The seven sisters
Tales from the zirzameen #5
By Brian Appleton
December 14, 2002
The Iranian
Usually when we hear about the seven sisters and Iran, we're talking about
Petroleum.
But this time we're talking seven sisters as in "Seven Brides for Seven Brothers."
Iranians are capable of great acts of generosity regardless of what the motivations
may or may not be. Sometimes in pre- revolutionary Iran, I was reminded of the "Potlatch
Ceremonies", I had read about once practice by the Native Americans of the North
West coast of North America, or perhaps akin to what may have been common practice
among the Patrician class in the days of the ancient Roman Empire. You see conspicuous
spending on oneself as is so common in the West was not regarded as particularly
interesting in Iran. What bestowed great social status was conspicuous spending on
others.
I will start illustrating my point with a small example and then work my way up.

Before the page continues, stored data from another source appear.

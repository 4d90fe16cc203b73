mod github;
mod local;
pub mod registry;
mod well_known;

use std::{
    fs,
    path::{Path, PathBuf},
};

use log::{debug, info, warn};
use reqwest::blocking::Client;
use thiserror::Error;

use crate::{
    archive::{self, DownloadError, ExtractError},
    model::source::{SourceDescriptor, SourceError, SourceType},
};

use self::registry::{RegistryClient, RegistryError};

pub use well_known::WELL_KNOWN_VERSION;

/// Written at the root of a destination once an archive has been extracted.
pub const FETCHED_MARKER: &str = ".protodex_fetched";

#[derive(Error, Debug)]
#[error("failed to fetch {raw}: {kind}")]
pub struct FetchError {
    pub raw: String,
    #[source]
    pub kind: FetchErrorKind,
}

#[derive(Error, Debug)]
pub enum FetchErrorKind {
    #[error("invalid source: {0}")]
    Source(#[from] SourceError),
    #[error("unsupported URL scheme in {0}, only http and https are accepted")]
    UnsupportedScheme(String),
    #[error("{0}")]
    Network(#[from] DownloadError),
    #[error("{0}")]
    Extraction(#[from] ExtractError),
    #[error("source path does not exist: {}", .0.display())]
    SourceNotFound(PathBuf),
    #[error("invalid GitHub source `{0}`, expected github.com/<owner>/<repo>[/<subdir>]")]
    InvalidGitHubLocator(String),
    #[error("failed to link {} to {}: {source}", .link.display(), .target.display())]
    Link {
        link: PathBuf,
        target: PathBuf,
        source: std::io::Error,
    },
    #[error("{0}")]
    Registry(#[from] RegistryError),
    #[error("IO error: {0}")]
    IO(#[from] std::io::Error),
}

/// Base URLs the archive fetchers download from.
#[derive(Debug, Clone, PartialEq, Eq)]
pub struct Endpoints {
    pub github: String,
    pub protobuf_releases: String,
}

impl Default for Endpoints {
    fn default() -> Self {
        Endpoints {
            github: "https://github.com".to_owned(),
            protobuf_releases: "https://github.com/protocolbuffers/protobuf/releases/download"
                .to_owned(),
        }
    }
}

/// A destination directory together with its fetch marker.
///
/// The marker only records that an extraction finished. It says nothing about
/// the upstream content, so a moved branch or re-tagged release at the same
/// destination is not fetched again.
pub struct FetchTarget<'a> {
    dest: &'a Path,
}

impl<'a> FetchTarget<'a> {
    pub fn new(dest: &'a Path) -> Self {
        FetchTarget { dest }
    }

    pub fn marker_path(&self) -> PathBuf {
        self.dest.join(FETCHED_MARKER)
    }

    /// True when the marker exists next to at least one other entry. An
    /// archive that extracted nothing is downloaded again on the next fetch.
    pub fn is_fetched(&self) -> bool {
        if !self.marker_path().is_file() {
            return false;
        }
        match fs::read_dir(self.dest) {
            Ok(entries) => entries
                .filter_map(Result::ok)
                .any(|entry| entry.file_name() != FETCHED_MARKER),
            Err(_) => false,
        }
    }

    pub fn mark_fetched(&self, origin: &str) -> std::io::Result<()> {
        fs::write(self.marker_path(), origin)
    }
}

/// True when `path` is a directory with at least one entry.
pub fn has_entries(path: &Path) -> bool {
    fs::read_dir(path)
        .map(|mut entries| entries.next().is_some())
        .unwrap_or(false)
}

/// Materializes sources into destination directories.
pub struct Fetcher {
    client: Client,
    endpoints: Endpoints,
    registry: Box<dyn RegistryClient>,
}

impl Fetcher {
    pub fn new(client: Client, endpoints: Endpoints, registry: Box<dyn RegistryClient>) -> Self {
        Fetcher {
            client,
            endpoints,
            registry,
        }
    }

    /// Parses `raw` and fetches it into `dest`.
    pub fn fetch_str(&self, raw: &str, dest: &Path) -> Result<SourceDescriptor, FetchError> {
        let descriptor = SourceDescriptor::parse(raw).map_err(|err| FetchError {
            raw: raw.to_owned(),
            kind: err.into(),
        })?;
        self.fetch(&descriptor, dest)?;
        Ok(descriptor)
    }

    pub fn fetch(&self, descriptor: &SourceDescriptor, dest: &Path) -> Result<(), FetchError> {
        debug!(
            "Fetching {} source {} into {}",
            descriptor.source_type(),
            descriptor,
            dest.display()
        );
        let result = match descriptor.source_type() {
            SourceType::Local => local::link(descriptor.locator(), dest),
            SourceType::Registry => self
                .registry
                .pull_version(descriptor.locator(), descriptor.version_ref(), dest)
                .map_err(FetchErrorKind::from),
            SourceType::Http => self.fetch_http(descriptor, dest),
            SourceType::GitHub => self.fetch_github(descriptor, dest),
            SourceType::WellKnown => self.fetch_well_known(descriptor.version_ref(), dest),
        };
        result.map_err(|kind| FetchError {
            raw: descriptor.raw().to_owned(),
            kind,
        })
    }

    fn fetch_http(&self, descriptor: &SourceDescriptor, dest: &Path) -> Result<(), FetchErrorKind> {
        let url = http_archive_url(descriptor)?;

        let target = FetchTarget::new(dest);
        if target.is_fetched() {
            info!("Source already fetched to {}", dest.display());
            return Ok(());
        }

        info!("Downloading from {url}...");
        let archive = archive::download(&self.client, &url)?;
        fs::create_dir_all(dest)?;
        let extracted = archive::extract_zip(archive.path(), dest, |name| Some(PathBuf::from(name)))?;
        debug!("Extracted {extracted} files into {}", dest.display());

        // The content is on disk at this point.
        if let Err(err) = target.mark_fetched(descriptor.raw()) {
            warn!("Failed to write fetch marker in {}: {err}", dest.display());
        }
        Ok(())
    }
}

/// The URL to download for an HTTP source: the reference as written, minus
/// its version suffix, falling back to the locator.
fn http_archive_url(descriptor: &SourceDescriptor) -> Result<String, FetchErrorKind> {
    [descriptor.raw_without_version(), descriptor.locator()]
        .into_iter()
        .find(|candidate| has_http_scheme(candidate))
        .map(str::to_owned)
        .ok_or_else(|| FetchErrorKind::UnsupportedScheme(descriptor.raw().to_owned()))
}

fn has_http_scheme(url: &str) -> bool {
    url.split_once("://")
        .is_some_and(|(scheme, _)| matches!(scheme.to_ascii_lowercase().as_str(), "http" | "https"))
}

One Persian New Years, which as you know, is the Persian "season to be Jolly"
and gift giving, we were invited to Chez Michelle at the Tehran Hilton by Uncle Mamdahli.

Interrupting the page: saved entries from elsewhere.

use std::{fs::File, path::Path};

use fs4::fs_std::FileExt;
use log::debug;
use thiserror::Error;

/// Exclusive advisory lock held for as long as the value lives.
pub struct FileLock {
    _file: File,
}

#[derive(Error, Debug)]
#[error("could not lock {path}: {source}")]
pub struct Error {
    path: String,
    source: std::io::Error,
}

impl FileLock {
    /// Blocks until no other process holds the lock on `path`.
    pub fn acquire(path: &Path) -> Result<Self, Error> {
        let error = |source| Error {
            path: path.display().to_string(),
            source,
        };
        let file = File::create(path).map_err(error)?;
        debug!("Acquiring a lock on {}", path.display());
        FileExt::lock_exclusive(&file).map_err(error)?;
        debug!("Acquired a lock on {}", path.display());
        Ok(Self { _file: file })
    }
}
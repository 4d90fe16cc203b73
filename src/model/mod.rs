use thiserror::Error;

pub mod project;
pub mod source;

#[derive(Error, Debug)]
pub enum ParseError {
    #[error("IO error reading project file: {0}")]
    IO(#[from] std::io::Error),
    #[error("TOML parsing error: {0}")]
    Toml(#[from] toml::de::Error),
    #[error("TOML serialization error: {0}")]
    TomlSerialize(#[from] toml::ser::Error),
}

Uncle Mamdahli had made a fortune in the electronics retail business I believe, but
how people made their fortunes was often a mystery. He was the sort of pre-revolutionary
unchastened guy who would sooner throw away a spotted tie and buy a new one than
take it to the cleaners.
Our dinner started with champagne and Beluga caviar by the silver bucket full to
be followed by Steak-e-Paillard but I for one never got that far. I had never in
my life nor ever will again God willing, become so full of caviar that I couldn't
fit anything else. Besides I had consumed so much champagne that my head was spinning
and it was all I could do to stand up and find the agility to place one foot in front
of the other. It was a good thing that I liked caviar. Being half Norwegian, I generally
like anything that smells and tastes fishy and salty anyway including all kinds of
fish roe although some are better than others and this was definitely the best.

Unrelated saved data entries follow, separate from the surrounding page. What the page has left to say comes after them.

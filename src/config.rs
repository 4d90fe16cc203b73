use std::{
    collections::HashMap,
    path::{Path, PathBuf},
};

use config::{Config, ConfigError, Environment, File, FileFormat};
use log::debug;
use serde::Deserialize;

pub const DEFAULT_PROTOC_VERSION: &str = "32.0";
pub const DEFAULT_REGISTRY_URL: &str = "http://localhost:8080";

/// Tool settings, shared by every project.
#[derive(Debug, Clone, PartialEq, Eq)]
pub struct ProtodexConfig {
    /// The file settings were read from, when one was looked for.
    pub config_file: Option<PathBuf>,
    pub cache_dir: PathBuf,
    pub protoc_bin: PathBuf,
    pub protoc_version: String,
    pub registry_url: String,
}

impl ProtodexConfig {
    /// Reads `file`, or `$HOME/.protodex/config.toml` when it exists, and
    /// overlays `PROTODEX_*` environment variables.
    pub fn load(file: Option<&Path>) -> anyhow::Result<Self> {
        let home = protodex_home();
        let (file, required) = match file {
            Some(file) => (Some(file.to_path_buf()), true),
            None => (home.as_ref().map(|home| home.join("config.toml")), false),
        };
        let raw_config = RawConfig::load(file.as_deref(), required, None)?;
        Ok(Self::from_raw(raw_config, home.as_deref(), file))
    }

    fn from_raw(raw: RawConfig, home: Option<&Path>, config_file: Option<PathBuf>) -> Self {
        let home = home.map(Path::to_path_buf).unwrap_or_else(|| PathBuf::from(".protodex"));
        Self {
            config_file,
            cache_dir: raw.cache.dir.unwrap_or_else(|| home.join("deps")),
            protoc_bin: raw
                .protoc
                .bin
                .unwrap_or_else(|| home.join("bin").join(protoc_file_name())),
            protoc_version: raw
                .protoc
                .version
                .unwrap_or_else(|| DEFAULT_PROTOC_VERSION.to_owned()),
            registry_url: raw
                .registry
                .url
                .unwrap_or_else(|| DEFAULT_REGISTRY_URL.to_owned()),
        }
    }
}

fn protodex_home() -> Option<PathBuf> {
    home::home_dir().map(|home| home.join(".protodex"))
}

fn protoc_file_name() -> &'static str {
    if cfg!(windows) {
        "protoc.exe"
    } else {
        "protoc"
    }
}

#[derive(Default, Debug, Deserialize, PartialEq, Eq)]
struct RawConfig {
    #[serde(default)]
    cache: CacheConfig,
    #[serde(default)]
    protoc: ProtocConfig,
    #[serde(default)]
    registry: RegistryConfig,
}

#[derive(Default, Debug, Deserialize, PartialEq, Eq)]
struct CacheConfig {
    dir: Option<PathBuf>,
}

#[derive(Default, Debug, Deserialize, PartialEq, Eq)]
struct ProtocConfig {
    bin: Option<PathBuf>,
    version: Option<String>,
}

#[derive(Default, Debug, Deserialize, PartialEq, Eq)]
struct RegistryConfig {
    url: Option<String>,
}

impl RawConfig {
    fn load(
        file: Option<&Path>,
        required: bool,
        env: Option<HashMap<String, String>>,
    ) -> Result<Self, ConfigError> {
        let mut builder = Config::builder();
        if let Some(file) = file {
            debug!("Reading tool configuration from {}", file.display());
            builder = builder.add_source(
                File::new(&file.to_string_lossy(), FileFormat::Toml).required(required),
            );
        }
        builder
            .add_source(
                Environment::with_prefix("PROTODEX")
                    .separator("_")
                    .source(env),
            )
            .build()?
            .try_deserialize()
    }
}

#[cfg(test)]
mod tests {
    use super::*;

    use pretty_assertions::assert_eq;

    #[test]
    fn load_empty() {
        let env = HashMap::from([]);
        let config = RawConfig::load(None, false, Some(env)).unwrap();
        assert_eq!(config, RawConfig::default())
    }

    #[test]
    fn load_environment() {
        let env = HashMap::from([
            ("PROTODEX_CACHE_DIR".to_owned(), "/cache".to_owned()),
            ("PROTODEX_PROTOC_BIN".to_owned(), "/opt/protoc".to_owned()),
            ("PROTODEX_PROTOC_VERSION".to_owned(), "31.1".to_owned()),
            ("PROTODEX_REGISTRY_URL".to_owned(), "https://registry".to_owned()),
        ]);
        let config = RawConfig::load(None, false, Some(env)).unwrap();
        assert_eq!(
            config,
            RawConfig {
                cache: CacheConfig {
                    dir: Some("/cache".into())
                },
                protoc: ProtocConfig {
                    bin: Some("/opt/protoc".into()),
                    version: Some("31.1".to_owned()),
                },
                registry: RegistryConfig {
                    url: Some("https://registry".to_owned())
                },
            }
        )
    }

    #[test]
    fn environment_overrides_file() {
        let dir = tempfile::tempdir().unwrap();
        let file = dir.path().join("config.toml");
        std::fs::write(
            &file,
            "[cache]\ndir = \"/from-file\"\n\n[registry]\nurl = \"https://file\"\n",
        )
        .unwrap();
        let env = HashMap::from([("PROTODEX_CACHE_DIR".to_owned(), "/from-env".to_owned())]);

        let config = RawConfig::load(Some(&file), true, Some(env)).unwrap();

        assert_eq!(config.cache.dir, Some("/from-env".into()));
        assert_eq!(config.registry.url, Some("https://file".to_owned()));
    }

    #[test]
    fn missing_required_file_is_an_error() {
        let dir = tempfile::tempdir().unwrap();
        let file = dir.path().join("missing.toml");

        assert!(RawConfig::load(Some(&file), true, Some(HashMap::new())).is_err());
        assert!(RawConfig::load(Some(&file), false, Some(HashMap::new())).is_ok());
    }

    #[test]
    fn defaults_live_under_home() {
        let home = Path::new("/home/dev/.protodex");
        let config = ProtodexConfig::from_raw(
            RawConfig::default(),
            Some(home),
            Some(home.join("config.toml")),
        );
        assert_eq!(
            config,
            ProtodexConfig {
                config_file: Some(home.join("config.toml")),
                cache_dir: home.join("deps"),
                protoc_bin: home.join("bin").join(protoc_file_name()),
                protoc_version: "32.0".to_owned(),
                registry_url: "http://localhost:8080".to_owned(),
            }
        );
    }
}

Once we struggled back to our car and headed it down the long hill for home on Pahlavi
Blvd, it was very late at night and the streets were deserted. For a seemingly interminable
while as my head swam and we had all the windows cranked down for air, we saw not
a creature, not a movement and heard not a sound other than our motor. Suddenly we
came up upon the largest man I have ever seen trudging down the middle of the street
in giant strides. He looked big enough to wrestle down a large bull. We were amazed
and stared at him in awe as we passed him and his figure began to recede into the
distance.
I had a friend named Pouran, who was a single mom with
a little toddler daughter. She and I were just good friends and over time became
like brother and sister. Surprising as this may be, to many readers, I often slept
over night with her and her daughter and not once did it ever occur to us that we
were anything but two genderless friends. I never touched her in anyway other than
brotherly and she even arranged for me to meet another very beautiful lady friend
of hers named Lily, whom she wanted me to date, who was another single mom with a
young daughter. Ironically Lily and I also became great platonic friends and mind
you I was dating and having sexual relationships with other women during all this
time and both Lily and Pouri knew it. I had no secrets from them.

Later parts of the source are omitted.